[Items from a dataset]
== Segment start ==

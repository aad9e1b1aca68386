//! unbanbot: Telegram unban bot service.
//!
//! This is the application entry point. It parses the command line, then
//! either runs the service (load configuration, initialize tracing, build the
//! Bot API client and router, start the HTTP server) or runs a health probe
//! against a running instance.

use std::fs::OpenOptions;
use std::path::{Path, PathBuf};
use std::sync::{Arc, Mutex};
use std::time::Duration;

use clap::{Args as ClapArgs, Parser, Subcommand};
use tracing_subscriber::{layer::SubscriberExt, util::SubscriberInitExt};

use unbanbot::bot::Bot;
use unbanbot::config::{
    AppConfig, LoggingConfig, HEALTHCHECK_INTERVAL_SECS, HEALTHCHECK_RETRIES,
    HEALTHCHECK_START_PERIOD_SECS, HEALTHCHECK_TIMEOUT_SECS,
};
use unbanbot::http::start_server;
use unbanbot::probe::{self, HealthPolicy};
use unbanbot::routes::create_router;
use unbanbot::state::AppState;
use unbanbot::telegram::HttpTelegramClient;

/// unbanbot: Telegram bot that unbans users from a channel
#[derive(Parser, Debug)]
#[command(name = "unbanbot", version, about)]
struct Args {
    /// Path to configuration file (default: config/default.toml if present)
    #[arg(short, long, global = true)]
    config: Option<PathBuf>,

    /// Log level filter (e.g., "unbanbot=debug,tower_http=info")
    #[arg(short, long, global = true)]
    log_level: Option<String>,

    #[command(subcommand)]
    command: Option<Command>,
}

#[derive(Subcommand, Debug)]
enum Command {
    /// Run the bot service (default)
    Serve,
    /// Probe the health endpoint; exits non-zero when unhealthy
    Healthcheck(HealthcheckArgs),
}

#[derive(ClapArgs, Debug)]
struct HealthcheckArgs {
    /// Health endpoint URL (default: http://127.0.0.1:$PORT/health)
    #[arg(long)]
    url: Option<String>,

    /// Seconds a single probe may take
    #[arg(long, default_value_t = HEALTHCHECK_TIMEOUT_SECS)]
    timeout: u64,

    /// Keep probing with the container runtime's retry rules
    #[arg(long)]
    watch: bool,

    /// Seconds between probes in watch mode
    #[arg(long, default_value_t = HEALTHCHECK_INTERVAL_SECS)]
    interval: u64,

    /// Startup grace period in seconds in watch mode
    #[arg(long, default_value_t = HEALTHCHECK_START_PERIOD_SECS)]
    start_period: u64,

    /// Consecutive failures before unhealthy in watch mode
    #[arg(long, default_value_t = HEALTHCHECK_RETRIES)]
    retries: u32,
}

#[tokio::main]
async fn main() -> Result<(), Box<dyn std::error::Error>> {
    let args = Args::parse();

    match args.command {
        Some(Command::Healthcheck(check)) => {
            init_tracing(args.log_level, &LoggingConfig::default())?;
            run_healthcheck(check).await
        }
        Some(Command::Serve) | None => serve(args.config.as_deref(), args.log_level).await,
    }
}

async fn serve(
    config_path: Option<&Path>,
    log_level: Option<String>,
) -> Result<(), Box<dyn std::error::Error>> {
    let config = AppConfig::load(config_path)?;
    init_tracing(log_level, &config.logging)?;

    let webhook = if config.webhook_active() {
        "Enabled"
    } else {
        "Disabled"
    };
    tracing::info!(
        token = %config.redacted_token(),
        channel_id = config.bot.channel_id,
        port = config.http.port,
        pool_size = config.bot.pool_size,
        mode = config.mode_label(),
        webhook,
        "Configuration validated"
    );

    let config = Arc::new(config);
    let api = Arc::new(HttpTelegramClient::new(&config.bot.api_base_url, &config.bot.token)?);
    let bot = Bot::new(api, config.clone());

    let state = AppState::new(config.clone(), bot.clone());
    let app = create_router(state);

    start_server(app, &config, bot).await?;

    Ok(())
}

async fn run_healthcheck(check: HealthcheckArgs) -> Result<(), Box<dyn std::error::Error>> {
    let url = check.url.unwrap_or_else(|| {
        let port = std::env::var("PORT").ok().and_then(|p| p.trim().parse().ok());
        probe::default_health_url(port)
    });
    let client = probe::build_client()?;

    if check.watch {
        let policy = HealthPolicy {
            interval: Duration::from_secs(check.interval),
            timeout: Duration::from_secs(check.timeout),
            start_period: Duration::from_secs(check.start_period),
            retries: check.retries,
        };
        tracing::info!(%url, ?policy, "Watching health endpoint");
        return Err(probe::watch(&client, &url, policy).await.into());
    }

    probe::probe(&client, &url, Duration::from_secs(check.timeout)).await?;
    tracing::info!(%url, "Healthy");
    Ok(())
}

/// Initialize tracing with priority: CLI > env > configured level.
///
/// Output goes to stdout; when a log file is configured, a second layer
/// appends the same events to it without ANSI colors.
fn init_tracing(
    cli_filter: Option<String>,
    logging: &LoggingConfig,
) -> Result<(), Box<dyn std::error::Error>> {
    let log_filter = cli_filter
        .or_else(|| std::env::var("RUST_LOG").ok())
        .unwrap_or_else(|| logging.filter_directive());

    let log_file = match &logging.file {
        Some(path) => Some(open_log_file(Path::new(path))?),
        None => None,
    };

    let registry =
        tracing_subscriber::registry().with(tracing_subscriber::EnvFilter::new(&log_filter));

    if logging.is_json() {
        let file_layer = log_file.map(|file| {
            tracing_subscriber::fmt::layer()
                .json()
                .with_ansi(false)
                .with_writer(file)
        });
        registry
            .with(tracing_subscriber::fmt::layer().json())
            .with(file_layer)
            .init();
    } else {
        let file_layer = log_file.map(|file| {
            tracing_subscriber::fmt::layer()
                .with_ansi(false)
                .with_writer(file)
        });
        registry
            .with(tracing_subscriber::fmt::layer())
            .with(file_layer)
            .init();
    }

    Ok(())
}

/// Open the log file for appending, creating its directory if needed.
fn open_log_file(path: &Path) -> std::io::Result<Mutex<std::fs::File>> {
    if let Some(dir) = path.parent().filter(|d| !d.as_os_str().is_empty()) {
        std::fs::create_dir_all(dir)?;
    }
    let file = OpenOptions::new().create(true).append(true).open(path)?;
    Ok(Mutex::new(file))
}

== Segment end ==

Instructions for the task - Quote each line above in full, word for word.

Result -
repository aad9e1b1aca68386
//! unbanbot: Telegram unban bot service.
//!
//! This is the application entry point. It parses the command line, then
//! either runs the service (load configuration, initialize tracing, build the
//! Bot API client and router, start the HTTP server) or runs a health probe
//! against a running instance.

use std::fs::OpenOptions;
use std::path::{Path, PathBuf};
use std::sync::{Arc, Mutex};
use std::time::Duration;

use clap::{Args as ClapArgs, Parser, Subcommand};
use tracing_subscriber::{layer::SubscriberExt, util::SubscriberInitExt};

use unbanbot::bot::Bot;
use unbanbot::config::{
    AppConfig, LoggingConfig, HEALTHCHECK_INTERVAL_SECS, HEALTHCHECK_RETRIES,
    HEALTHCHECK_START_PERIOD_SECS, HEALTHCHECK_TIMEOUT_SECS,
};
use unbanbot::http::start_server;
use unbanbot::probe::{self, HealthPolicy};
use unbanbot::routes::create_router;
use unbanbot::state::AppState;
use unbanbot::telegram::HttpTelegramClient;

/// unbanbot: Telegram bot that unbans users from a channel
#[derive(Parser, Debug)]
#[command(name = "unbanbot", version, about)]
struct Args {
    /// Path to configuration file (default: config/default.toml if present)
    #[arg(short, long, global = true)]
    config: Option<PathBuf>,

    /// Log level filter (e.g., "unbanbot=debug,tower_http=info")
    #[arg(short, long, global = true)]
    log_level: Option<String>,

    #[command(subcommand)]
    command: Option<Command>,
}

#[derive(Subcommand, Debug)]
enum Command {
    /// Run the bot service (default)
    Serve,
    /// Probe the health endpoint; exits non-zero when unhealthy
    Healthcheck(HealthcheckArgs),
}

#[derive(ClapArgs, Debug)]
struct HealthcheckArgs {
    /// Health endpoint URL (default: http://127.0.0.1:$PORT/health)
    #[arg(long)]
    url: Option<String>,

    /// Seconds a single probe may take
    #[arg(long, default_value_t = HEALTHCHECK_TIMEOUT_SECS)]
    timeout: u64,

    /// Keep probing with the container runtime's retry rules
    #[arg(long)]
    watch: bool,

    /// Seconds between probes in watch mode
    #[arg(long, default_value_t = HEALTHCHECK_INTERVAL_SECS)]
    interval: u64,

    /// Startup grace period in seconds in watch mode
    #[arg(long, default_value_t = HEALTHCHECK_START_PERIOD_SECS)]
    start_period: u64,

    /// Consecutive failures before unhealthy in watch mode
    #[arg(long, default_value_t = HEALTHCHECK_RETRIES)]
    retries: u32,
}

#[tokio::main]
async fn main() -> Result<(), Box<dyn std::error::Error>> {
    let args = Args::parse();

    match args.command {
        Some(Command::Healthcheck(check)) => {
            init_tracing(args.log_level, &LoggingConfig::default())?;
            run_healthcheck(check).await
        }
        Some(Command::Serve) | None => serve(args.config.as_deref(), args.log_level).await,
    }
}

async fn serve(
    config_path: Option<&Path>,
    log_level: Option<String>,
) -> Result<(), Box<dyn std::error::Error>> {
    let config = AppConfig::load(config_path)?;
    init_tracing(log_level, &config.logging)?;

    let webhook = if config.webhook_active() {
        "Enabled"
    } else {
        "Disabled"
    };
    tracing::info!(
        token = %config.redacted_token(),
        channel_id = config.bot.channel_id,
        port = config.http.port,
        pool_size = config.bot.pool_size,
        mode = config.mode_label(),
        webhook,
        "Configuration validated"
    );

    let config = Arc::new(config);
    let api = Arc::new(HttpTelegramClient::new(&config.bot.api_base_url, &config.bot.token)?);
    let bot = Bot::new(api, config.clone());

    let state = AppState::new(config.clone(), bot.clone());
    let app = create_router(state);

    start_server(app, &config, bot).await?;

    Ok(())
}

async fn run_healthcheck(check: HealthcheckArgs) -> Result<(), Box<dyn std::error::Error>> {
    let url = check.url.unwrap_or_else(|| {
        let port = std::env::var("PORT").ok().and_then(|p| p.trim().parse().ok());
        probe::default_health_url(port)
    });
    let client = probe::build_client()?;

    if check.watch {
        let policy = HealthPolicy {
            interval: Duration::from_secs(check.interval),
            timeout: Duration::from_secs(check.timeout),
            start_period: Duration::from_secs(check.start_period),
            retries: check.retries,
        };
        tracing::info!(%url, ?policy, "Watching health endpoint");
        return Err(probe::watch(&client, &url, policy).await.into());
    }

    probe::probe(&client, &url, Duration::from_secs(check.timeout)).await?;
    tracing::info!(%url, "Healthy");
    Ok(())
}

/// Initialize tracing with priority: CLI > env > configured level.
///
/// Output goes to stdout; when a log file is configured, a second layer
/// appends the same events to it without ANSI colors.
fn init_tracing(
    cli_filter: Option<String>,
    logging: &LoggingConfig,
) -> Result<(), Box<dyn std::error::Error>> {
    let log_filter = cli_filter
        .or_else(|| std::env::var("RUST_LOG").ok())
        .unwrap_or_else(|| logging.filter_directive());

    let log_file = match &logging.file {
        Some(path) => Some(open_log_file(Path::new(path))?),
        None => None,
    };

    let registry =
        tracing_subscriber::registry().with(tracing_subscriber::EnvFilter::new(&log_filter));

    if logging.is_json() {
        let file_layer = log_file.map(|file| {
            tracing_subscriber::fmt::layer()
                .json()
                .with_ansi(false)
                .with_writer(file)
        });
        registry
            .with(tracing_subscriber::fmt::layer().json())
            .with(file_layer)
            .init();
    } else {
        let file_layer = log_file.map(|file| {
            tracing_subscriber::fmt::layer()
                .with_ansi(false)
                .with_writer(file)
        });
        registry
            .with(tracing_subscriber::fmt::layer())
            .with(file_layer)
            .init();
    }

    Ok(())
}

/// Open the log file for appending, creating its directory if needed.
fn open_log_file(path: &Path) -> std::io::Result<Mutex<std::fs::File>> {
    if let Some(dir) = path.parent().filter(|d| !d.as_os_str().is_empty()) {
        std::fs::create_dir_all(dir)?;
    }
    let file = OpenOptions::new().create(true).append(true).open(path)?;
    Ok(Mutex::new(file))
}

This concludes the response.